Because it’s already happened.
In 2013, I personally made two very bad decisions that ended up causing a lot of problems. I had no way of knowing that they would be bad decisions because all of my analysis said they would be good ones. (In my defense, I did make good decisions last year as well).
Now, firmly seated in 2014, however, it is obvious that those two decisions were very bad. It is then quite easy to say that those decisions never should have been made because elements of history logically led to their inevitable outcome.
This is just as obvious as the Nazis winning World War II because in hindisight they had better equipment, a better trained army, and discipline. … but they didn’t win. And they didn’t win because of what now seems an equally “obvious” set of variables.

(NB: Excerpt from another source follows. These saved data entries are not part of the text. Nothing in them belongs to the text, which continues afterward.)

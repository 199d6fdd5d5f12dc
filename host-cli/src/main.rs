//! 终端前端
//!
//! 读取脚本文件交给 novel-runtime 执行，在终端上展示显示缓冲区，
//! 按回车推进（动画期间等价于跳过）。

use std::fs;
use std::io::{self, BufRead, Write};
use std::path::PathBuf;
use std::time::Duration;

use anyhow::{Context, Result};
use clap::Parser;
use log::info;
use novel_runtime::{Queue, QueueConfig};

#[derive(Parser, Debug)]
#[command(about = "视觉小说脚本的终端播放器")]
struct Args {
    /// 脚本文件路径
    script: PathBuf,

    /// 逐字显示间隔（毫秒）
    #[arg(long, default_value_t = 20)]
    speed: u64,

    /// 自动换行宽度（字符数，0 表示不换行）
    #[arg(long, default_value_t = 24)]
    wrap: usize,
}

fn main() -> Result<()> {
    env_logger::init();
    let args = Args::parse();

    let text = fs::read_to_string(&args.script)
        .with_context(|| format!("无法读取脚本文件 {}", args.script.display()))?;
    let evaluator = novel_runtime::compile(&text)
        .with_context(|| format!("脚本 {} 编译失败", args.script.display()))?;
    info!("脚本包含标签: {:?}", evaluator.label_names());

    let queue = Queue::with_config(
        evaluator,
        QueueConfig {
            message_speed: Duration::from_millis(args.speed),
            wrap_width: args.wrap,
        },
    );
    queue.start().context("入口标签播放失败")?;

    let stdin = io::stdin();
    let mut lines = stdin.lock().lines();
    loop {
        queue.wait_for_settled();

        while let Some(notification) = queue.poll_notification() {
            match notification {
                novel_runtime::SideEffect::ChangeBg(bg) => {
                    println!("-- 背景切换: {} --", bg.source);
                }
            }
        }

        for error in queue.runtime_errors() {
            eprintln!("!! {error}");
        }

        println!("{}", queue.display());
        print!("[Enter] ▶ ");
        io::stdout().flush()?;
        match lines.next() {
            Some(line) => {
                line?;
                queue.advance();
            }
            // EOF，退出
            None => break,
        }
    }

    Ok(())
}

Dave Snowden and others call this “Retrospective Coherence”. Retrospective Coherence is, essentially, looking back in time and creating a coherent narrative around what happened. The accuracy of this narrative is always suspect because the narrative itself can only be based on assumptions of the motivations and methods of decision making that happened in rooms in which we were not present.
When I was a civil engineer, I needed to have a policy from Lloyds of London known as “errors and omissions insurance”. In essence, I was being insured for overlooking something that might cause a problem in the future. I was not being insured against negligence – I was being insured against accidentally not doing something right. I was being insured against Retrospective Coherence.
There are some people who define Retrospective Coherence as a scientific process of interpreting the past. There are others who define it as sensemaking. There are others who define it as fabrication. All would be correct.
The problem lies not in available data or in an unadulterated narrative – the problem lies in the known and unknown motivations of those looking backwards. Here we hit what interests me about RC: it’s a cumulative cognitive bias system.
There are too many to detail in a single blog post, but these cognitive biases not only frame how we initially interpret an evolving narrative, but they also impact how we interpret new data, how willing we are to be surprised by alternative explanations, and our ability to empathize with all the actors and decision makers involved. Further, they impact how seriously we treat the problem given the conclusion, what elements of the problem we personally fixate on, and the sample sizes of data we’re willing to accept.
The number of cognitive biases that impact Retrospective Coherence, and the fact that most people engage in it automatically, to me makes it what I call an Uber Bias. An Uber Bias is a cognitive bias that is made up of many other cognitive biases, but is describable as its own system. Retrospective Coherence, The Planning Fallacy, and maybe falling in love might be the three big Uber Biases for me at the moment.
This isn’t to say we shouldn’t make sense of the past, plan for the future, or fall in love. It merely is saying that they are all acts of surprising complexity.